症例のポイントはもちろん、医師としての心構えまで徹底解説
今回講師を務めたのは、『診断戦略』(医学書院)などで知られる志水太郎先生(東京城東病院総合内科チーフ)、大隅半島で地域医療を実践する田村幸大先生(大隅鹿屋病院内科部長)、亀田総合病院で研修医教育に携わる佐田竜一先生(亀田総合病院総合内科部長代理)の3人。医師として働く上での心構えから、実際の症例をもとにしたケーススタディまで、それぞれの立場から講演しました。
開催の意義について代表の笹本浩平さん(京都府立医科大学6年生)は、「(大阪どまんなかに参加することが)医学生や研修医にとって、ロールモデルになるような先輩医師と出会ったり、大学や職場の枠を超えた横のつながりをつくったりするためのきっかけになれば」と語りました。
「57歳・発熱・おう吐・腹痛」こんな時、どうする?―志水先生がレクチャー
最初の講義を行ったのは、東京城東病院の総合内科でチーフを務める志水先生。「発熱・おう吐・腹痛を訴えている57歳の男性が救急搬送されてきた」という設定で、どんな対応が必要かグループごとに話し合う実践的なワークショップを行いました。
志水先生は、「問診による病歴の把握と、フィジカルアセスメントは非常に重要。一刻を争う救急医療の現場では、その両方を同時に進めなければならない」と指摘。差し迫った状況下で、どのように思考しながら患者さんと向き合うべきかなど、救急現場における心得についても語りました。
「最善とは言えない環境でやった仕事に一番誇りを感じる」―田村先生が語る地域医療の魅力
次に登壇したのは、鹿児島県・大隅半島で地域医療に取り組む田村幸大先生。田村先生が勤務する大隅鹿屋病院は、周辺に急性期病院が少ないこともあり、軽症から重症患者まで幅広く診ざるを得ない環境。田村先生は、医師6年目に着任して以降、同院で総合内科の立ち上げなどにも携わってきました。
田村先生は、これまでのキャリアを振り返った上で、「スティーブ・ジョブズは、『最善とは言えない状況でやった仕事に、一番誇りを感じる』という言葉を残している。大隅半島も確かに最善とは言えない環境かもしれないが、そういう中で積み上げてきたことが自分にとって大きな自信になっている」と語りました。
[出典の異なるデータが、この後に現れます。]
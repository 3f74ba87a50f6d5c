// Adapters layer: concrete implementations of the domain ports for external systems.

pub mod datamuse;
pub mod osc;

pub use datamuse::DatamuseClient;
pub use osc::UdpOscSender;
use crate::utils::error::{Result, WordtoneError};
use url::Url;

pub trait Validate {
    fn validate(&self) -> Result<()>;
}

pub fn validate_url(field_name: &str, url_str: &str) -> Result<()> {
    if url_str.is_empty() {
        return Err(WordtoneError::InvalidConfigValueError {
            field: field_name.to_string(),
            value: url_str.to_string(),
            reason: "URL cannot be empty".to_string(),
        });
    }

    match Url::parse(url_str) {
        Ok(url) => match url.scheme() {
            "http" | "https" => Ok(()),
            scheme => Err(WordtoneError::InvalidConfigValueError {
                field: field_name.to_string(),
                value: url_str.to_string(),
                reason: format!("Unsupported URL scheme: {}", scheme),
            }),
        },
        Err(e) => Err(WordtoneError::InvalidConfigValueError {
            field: field_name.to_string(),
            value: url_str.to_string(),
            reason: format!("Invalid URL format: {}", e),
        }),
    }
}

pub fn validate_non_empty_string(field_name: &str, value: &str) -> Result<()> {
    if value.trim().is_empty() {
        return Err(WordtoneError::InvalidConfigValueError {
            field: field_name.to_string(),
            value: value.to_string(),
            reason: "Value cannot be empty or whitespace-only".to_string(),
        });
    }
    Ok(())
}

pub fn validate_range<T: PartialOrd + std::fmt::Display + Copy>(
    field_name: &str,
    value: T,
    min: T,
    max: T,
) -> Result<()> {
    if value < min || value > max {
        return Err(WordtoneError::InvalidConfigValueError {
            field: field_name.to_string(),
            value: value.to_string(),
            reason: format!("Value must be between {} and {}", min, max),
        });
    }
    Ok(())
}

#[cfg(test)]
mod tests {
    use super::*;

    #[test]
    fn test_validate_url() {
        assert!(validate_url("endpoint", "https://api.datamuse.com/words").is_ok());
        assert!(validate_url("endpoint", "http://127.0.0.1:8080/words").is_ok());
        assert!(validate_url("endpoint", "").is_err());
        assert!(validate_url("endpoint", "invalid-url").is_err());
        assert!(validate_url("endpoint", "ftp://example.com").is_err());
    }

    #[test]
    fn test_validate_non_empty_string() {
        assert!(validate_non_empty_string("keyword", "happy").is_ok());
        assert!(validate_non_empty_string("keyword", "").is_err());
        assert!(validate_non_empty_string("keyword", "   ").is_err());
    }

    #[test]
    fn test_validate_range() {
        assert!(validate_range("port", 6449u32, 1, 65535).is_ok());
        assert!(validate_range("port", 0u32, 1, 65535).is_err());
        assert!(validate_range("max", 1001usize, 1, 1000).is_err());
    }
}
use clap::Parser;
use wordtone::core::ConfigProvider;
use wordtone::utils::{logger, validation::Validate};
use wordtone::{
    CliConfig, DatamuseClient, DryRunSink, Settings, SonifyEngine, UdpOscSender, WordtoneError,
};

#[tokio::main(flavor = "current_thread")]
async fn main() {
    let config = CliConfig::parse();

    // 初始化日誌
    logger::init_cli_logger(config.verbose);

    tracing::info!("Starting wordtone");
    tracing::debug!("CLI config: {:?}", config);

    let settings = match config.into_settings() {
        Ok(settings) => settings,
        Err(e) => exit_with(&e),
    };

    // 驗證配置，失敗時不做任何網路動作
    if let Err(e) = settings.validate() {
        exit_with(&e);
    }

    if let Err(e) = run(&settings).await {
        exit_with(&e);
    }
}

async fn run(settings: &Settings) -> wordtone::Result<()> {
    let source = DatamuseClient::new(settings.endpoint(), settings.request_timeout())?;

    let summary = if settings.dry_run {
        eprintln!("🔍 DRY RUN MODE - no OSC messages will be sent");
        SonifyEngine::new(source, DryRunSink, settings)
            .run(&settings.keyword)
            .await?
    } else {
        let sender = UdpOscSender::connect(settings.host(), settings.port()).await?;
        SonifyEngine::new(source, sender, settings)
            .run(&settings.keyword)
            .await?
    };

    println!("{}", summary);
    Ok(())
}

fn exit_with(e: &WordtoneError) -> ! {
    tracing::error!(
        "❌ wordtone failed: {} (Category: {:?}, Severity: {:?})",
        e,
        e.category(),
        e.severity()
    );
    tracing::error!("💡 Recovery suggestion: {}", e.recovery_suggestion());

    eprintln!("❌ {}: {}", e.user_friendly_message(), e);
    eprintln!("💡 {}", e.recovery_suggestion());

    std::process::exit(e.exit_code());
}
トライアングルモデルで探る感染症治療のポイント―佐田先生が解説
最後に登壇したのは、亀田総合病院で研修医教育に携わる佐田竜一先生。感染症の症例を「患者背景」「対象臓器」「原因微生物候補」の3つに整理して適切な抗菌薬を導き出す「トライアングルモデル」のワークショップを行いました。
参加した医学生からは、「普段医学部で学んでいることが現場でどのように活きるのかが分かった」「他大学の医学生がどのくらい勉強しているのか分かって刺激になった」などの声が挙がりました。
今後も定期開催予定の「大阪どまんなか」
今回が4回目の開催となった「大阪どまんなか」。1日かけて3つの講演とワークショップをじっくり体験したことで、終盤には参加者同士が打ち解けた雰囲気になっていたのが印象的でした。
次回の「大阪どまんなか」は、2015年10月3日(土)に開催予定。「日常を飛び出して外部の人ともつながりたい!」「有名講師の話を聞いて新たな発想に出会いたい!」―そんな方はぜひ参加してみてはいかがでしょうか。